___ Data excerpts ___

use thiserror::Error;

#[derive(Error, Debug)]
pub enum CoreError {
    #[error("Reddit API error: {0}")]
    RedditApi(#[from] RedditApiError),

    #[error("Database error: {0}")]
    Database(#[from] DatabaseError),

    #[error("LLM error: {0}")]
    Llm(#[from] LlmError),

    #[error("Publish error: {0}")]
    Publish(#[from] PublishError),

    #[error("Configuration error: {0}")]
    Config(#[from] ConfigError),

    #[error("IO error: {0}")]
    Io(#[from] std::io::Error),

    #[error("Serialization error: {0}")]
    Serialization(#[from] serde_json::Error),

    #[error("Network error: {0}")]
    Network(#[from] reqwest::Error),

    #[error("Invalid input: {message}")]
    InvalidInput { message: String },

    #[error("Internal error: {message}")]
    Internal { message: String },
}

#[derive(Error, Debug, Clone)]
pub enum RedditApiError {
    #[error("Authentication failed: {reason}")]
    AuthenticationFailed { reason: String },

    #[error("Rate limit exceeded. Retry after {retry_after} seconds")]
    RateLimitExceeded { retry_after: u64 },

    #[error("Forbidden access to resource: {resource}")]
    Forbidden { resource: String },

    #[error("Subreddit not found: {subreddit}")]
    SubredditNotFound { subreddit: String },

    #[error("Post not found: {post_id}")]
    PostNotFound { post_id: String },

    #[error("Invalid OAuth token")]
    InvalidToken,

    #[error("Request timeout")]
    RequestTimeout,

    #[error("Invalid API response: {details}")]
    InvalidResponse { details: String },

    #[error("Server error: {status_code}")]
    ServerError { status_code: u16 },
}

#[derive(Error, Debug)]
pub enum DatabaseError {
    #[error("Connection failed: {reason}")]
    ConnectionFailed { reason: String },

    #[error("Migration failed: {migration}")]
    MigrationFailed { migration: String },

    #[error("Query execution failed: {query}")]
    QueryFailed { query: String },

    #[error("Database not connected")]
    NotConnected,

    #[error("Database locked")]
    DatabaseLocked,

    #[error("SQL error: {0}")]
    Sql(#[from] sqlx::Error),
}

#[derive(Error, Debug)]
pub enum LlmError {
    #[error("API key invalid or missing for {provider}")]
    InvalidApiKey { provider: String },

    #[error("Rate limit exceeded for {provider}. Retry after {retry_after} seconds")]
    RateLimitExceeded { provider: String, retry_after: u64 },

    #[error("Model not available: {model}")]
    ModelNotAvailable { model: String },

    #[error("Provider service unavailable: {provider}")]
    ServiceUnavailable { provider: String },

    #[error("Request to {provider} failed with status {status_code}: {details}")]
    RequestFailed {
        provider: String,
        status_code: u16,
        details: String,
    },

    #[error("Invalid response format from {provider}")]
    InvalidResponseFormat { provider: String },

    #[error("Missing '{marker}' delimiter in response")]
    MissingTweetDelimiter { marker: String },

    #[error("No tweet text found after the tweet delimiter")]
    EmptyTweet,
}

#[derive(Error, Debug)]
pub enum PublishError {
    #[error("Message is {length} characters, limit is {max_chars}")]
    TooLong { length: usize, max_chars: usize },

    #[error("Message is empty")]
    EmptyMessage,

    #[error("Platform rejected message with status {status_code}: {details}")]
    Rejected { status_code: u16, details: String },

    #[error("Rate limit exceeded. Retry after {retry_after} seconds")]
    RateLimitExceeded { retry_after: u64 },

    #[error("Response did not contain a post identifier")]
    MissingIdentifier,

    #[error("Failed to sign request: {reason}")]
    SigningFailed { reason: String },
}

#[derive(Error, Debug)]
pub enum ConfigError {
    #[error("Configuration file not found: {path}")]
    FileNotFound { path: String },

    #[error("Invalid value for {field}: {value}")]
    InvalidValue { field: String, value: String },

    #[error("Environment variable not set: {var_name}")]
    MissingEnvironmentVariable { var_name: String },

    #[error("Configuration parsing error: {0}")]
    Parse(#[from] toml::de::Error),
}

___

**Brief**
After reading the data, retype all of it exactly as it reads.

**Output**
use thiserror::Error;

#[derive(Error, Debug)]
pub enum CoreError {
    #[error("Reddit API error: {0}")]
    RedditApi(#[from] RedditApiError),

    #[error("Database error: {0}")]
    Database(#[from] DatabaseError),

    #[error("LLM error: {0}")]
    Llm(#[from] LlmError),

    #[error("Publish error: {0}")]
    Publish(#[from] PublishError),

    #[error("Configuration error: {0}")]
    Config(#[from] ConfigError),

    #[error("IO error: {0}")]
    Io(#[from] std::io::Error),

    #[error("Serialization error: {0}")]
    Serialization(#[from] serde_json::Error),

    #[error("Network error: {0}")]
    Network(#[from] reqwest::Error),

    #[error("Invalid input: {message}")]
    InvalidInput { message: String },

    #[error("Internal error: {message}")]
    Internal { message: String },
}

#[derive(Error, Debug, Clone)]
pub enum RedditApiError {
    #[error("Authentication failed: {reason}")]
    AuthenticationFailed { reason: String },

    #[error("Rate limit exceeded. Retry after {retry_after} seconds")]
    RateLimitExceeded { retry_after: u64 },

    #[error("Forbidden access to resource: {resource}")]
    Forbidden { resource: String },

    #[error("Subreddit not found: {subreddit}")]
    SubredditNotFound { subreddit: String },

    #[error("Post not found: {post_id}")]
    PostNotFound { post_id: String },

    #[error("Invalid OAuth token")]
    InvalidToken,

    #[error("Request timeout")]
    RequestTimeout,

    #[error("Invalid API response: {details}")]
    InvalidResponse { details: String },

    #[error("Server error: {status_code}")]
    ServerError { status_code: u16 },
}

#[derive(Error, Debug)]
pub enum DatabaseError {
    #[error("Connection failed: {reason}")]
    ConnectionFailed { reason: String },

    #[error("Migration failed: {migration}")]
    MigrationFailed { migration: String },

    #[error("Query execution failed: {query}")]
    QueryFailed { query: String },

    #[error("Database not connected")]
    NotConnected,

    #[error("Database locked")]
    DatabaseLocked,

    #[error("SQL error: {0}")]
    Sql(#[from] sqlx::Error),
}

#[derive(Error, Debug)]
pub enum LlmError {
    #[error("API key invalid or missing for {provider}")]
    InvalidApiKey { provider: String },

    #[error("Rate limit exceeded for {provider}. Retry after {retry_after} seconds")]
    RateLimitExceeded { provider: String, retry_after: u64 },

    #[error("Model not available: {model}")]
    ModelNotAvailable { model: String },

    #[error("Provider service unavailable: {provider}")]
    ServiceUnavailable { provider: String },

    #[error("Request to {provider} failed with status {status_code}: {details}")]
    RequestFailed {
        provider: String,
        status_code: u16,
        details: String,
    },

    #[error("Invalid response format from {provider}")]
    InvalidResponseFormat { provider: String },

    #[error("Missing '{marker}' delimiter in response")]
    MissingTweetDelimiter { marker: String },

    #[error("No tweet text found after the tweet delimiter")]
    EmptyTweet,
}

#[derive(Error, Debug)]
pub enum PublishError {
    #[error("Message is {length} characters, limit is {max_chars}")]
    TooLong { length: usize, max_chars: usize },

    #[error("Message is empty")]
    EmptyMessage,

    #[error("Platform rejected message with status {status_code}: {details}")]
    Rejected { status_code: u16, details: String },

    #[error("Rate limit exceeded. Retry after {retry_after} seconds")]
    RateLimitExceeded { retry_after: u64 },

    #[error("Response did not contain a post identifier")]
    MissingIdentifier,

    #[error("Failed to sign request: {reason}")]
    SigningFailed { reason: String },
}

#[derive(Error, Debug)]
pub enum ConfigError {
    #[error("Configuration file not found: {path}")]
    FileNotFound { path: String },

    #[error("Invalid value for {field}: {value}")]
    InvalidValue { field: String, value: String },

    #[error("Environment variable not set: {var_name}")]
    MissingEnvironmentVariable { var_name: String },

    #[error("Configuration parsing error: {0}")]
    Parse(#[from] toml::de::Error),
}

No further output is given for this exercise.